### Recorded data
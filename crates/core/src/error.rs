//! Domain error model.

use thiserror::Error;

use crate::id::AggregateId;

/// Result type used across the domain layer.
pub type DomainResult<T> = Result<T, DomainError>;

/// Domain-level error.
///
/// Keep this focused on deterministic, business/domain failures (validation,
/// invariants, dispatch). Infrastructure concerns belong elsewhere.
///
/// The enum is `Clone` so pipeline assembly failures can be cached once and
/// replayed to every later caller of the same aggregate type.
#[derive(Debug, Error, Clone, PartialEq, Eq)]
pub enum DomainError {
    /// A value failed validation (e.g. malformed input to an operation).
    #[error("validation failed: {0}")]
    Validation(String),

    /// A domain invariant was violated after an event was applied.
    #[error("invariant violated: {0}")]
    InvariantViolation(String),

    /// A non-creational event targeted a different aggregate instance.
    #[error(
        "identity mismatch for {aggregate_type}: event targets {event_id}, aggregate id is {aggregate_id}"
    )]
    IdentityMismatch {
        aggregate_type: &'static str,
        event_id: AggregateId,
        /// Formatted current id, or "unset" for a not-yet-created aggregate.
        aggregate_id: String,
    },

    /// No handler in the assembled chain applied the event.
    #[error("no handler for event '{event_type}' on aggregate '{aggregate_type}'")]
    UnhandledEvent {
        aggregate_type: &'static str,
        event_type: &'static str,
    },

    /// A registered handler factory failed during pipeline assembly.
    #[error("failed to construct handler '{handler}': {reason}")]
    HandlerConstruction { handler: &'static str, reason: String },

    /// An identifier was invalid (e.g. parse failure).
    #[error("invalid identifier: {0}")]
    InvalidId(String),

    /// A conflict occurred (e.g. stale version / double registration).
    #[error("conflict: {0}")]
    Conflict(String),
}

impl DomainError {
    pub fn validation(msg: impl Into<String>) -> Self {
        Self::Validation(msg.into())
    }

    pub fn invariant(msg: impl Into<String>) -> Self {
        Self::InvariantViolation(msg.into())
    }

    pub fn invalid_id(msg: impl Into<String>) -> Self {
        Self::InvalidId(msg.into())
    }

    pub fn conflict(msg: impl Into<String>) -> Self {
        Self::Conflict(msg.into())
    }

    pub fn identity_mismatch(
        aggregate_type: &'static str,
        event_id: AggregateId,
        current: Option<AggregateId>,
    ) -> Self {
        Self::IdentityMismatch {
            aggregate_type,
            event_id,
            aggregate_id: current
                .map(|id| id.to_string())
                .unwrap_or_else(|| "unset".to_string()),
        }
    }

    pub fn unhandled(aggregate_type: &'static str, event_type: &'static str) -> Self {
        Self::UnhandledEvent {
            aggregate_type,
            event_type,
        }
    }

    pub fn handler_construction(handler: &'static str, reason: impl Into<String>) -> Self {
        Self::HandlerConstruction {
            handler,
            reason: reason.into(),
        }
    }
}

### Instructions to follow
Exactly as written, please output every entry.

### Problem solution
filename crates/core/src/error.rs
//! Domain error model.

use thiserror::Error;

use crate::id::AggregateId;

/// Result type used across the domain layer.
pub type DomainResult<T> = Result<T, DomainError>;

/// Domain-level error.
///
/// Keep this focused on deterministic, business/domain failures (validation,
/// invariants, dispatch). Infrastructure concerns belong elsewhere.
///
/// The enum is `Clone` so pipeline assembly failures can be cached once and
/// replayed to every later caller of the same aggregate type.
#[derive(Debug, Error, Clone, PartialEq, Eq)]
pub enum DomainError {
    /// A value failed validation (e.g. malformed input to an operation).
    #[error("validation failed: {0}")]
    Validation(String),

    /// A domain invariant was violated after an event was applied.
    #[error("invariant violated: {0}")]
    InvariantViolation(String),

    /// A non-creational event targeted a different aggregate instance.
    #[error(
        "identity mismatch for {aggregate_type}: event targets {event_id}, aggregate id is {aggregate_id}"
    )]
    IdentityMismatch {
        aggregate_type: &'static str,
        event_id: AggregateId,
        /// Formatted current id, or "unset" for a not-yet-created aggregate.
        aggregate_id: String,
    },

    /// No handler in the assembled chain applied the event.
    #[error("no handler for event '{event_type}' on aggregate '{aggregate_type}'")]
    UnhandledEvent {
        aggregate_type: &'static str,
        event_type: &'static str,
    },

    /// A registered handler factory failed during pipeline assembly.
    #[error("failed to construct handler '{handler}': {reason}")]
    HandlerConstruction { handler: &'static str, reason: String },

    /// An identifier was invalid (e.g. parse failure).
    #[error("invalid identifier: {0}")]
    InvalidId(String),

    /// A conflict occurred (e.g. stale version / double registration).
    #[error("conflict: {0}")]
    Conflict(String),
}

impl DomainError {
    pub fn validation(msg: impl Into<String>) -> Self {
        Self::Validation(msg.into())
    }

    pub fn invariant(msg: impl Into<String>) -> Self {
        Self::InvariantViolation(msg.into())
    }

    pub fn invalid_id(msg: impl Into<String>) -> Self {
        Self::InvalidId(msg.into())
    }

    pub fn conflict(msg: impl Into<String>) -> Self {
        Self::Conflict(msg.into())
    }

    pub fn identity_mismatch(
        aggregate_type: &'static str,
        event_id: AggregateId,
        current: Option<AggregateId>,
    ) -> Self {
        Self::IdentityMismatch {
            aggregate_type,
            event_id,
            aggregate_id: current
                .map(|id| id.to_string())
                .unwrap_or_else(|| "unset".to_string()),
        }
    }

    pub fn unhandled(aggregate_type: &'static str, event_type: &'static str) -> Self {
        Self::UnhandledEvent {
            aggregate_type,
            event_type,
        }
    }

    pub fn handler_construction(handler: &'static str, reason: impl Into<String>) -> Self {
        Self::HandlerConstruction {
            handler,
            reason: reason.into(),
        }
    }
}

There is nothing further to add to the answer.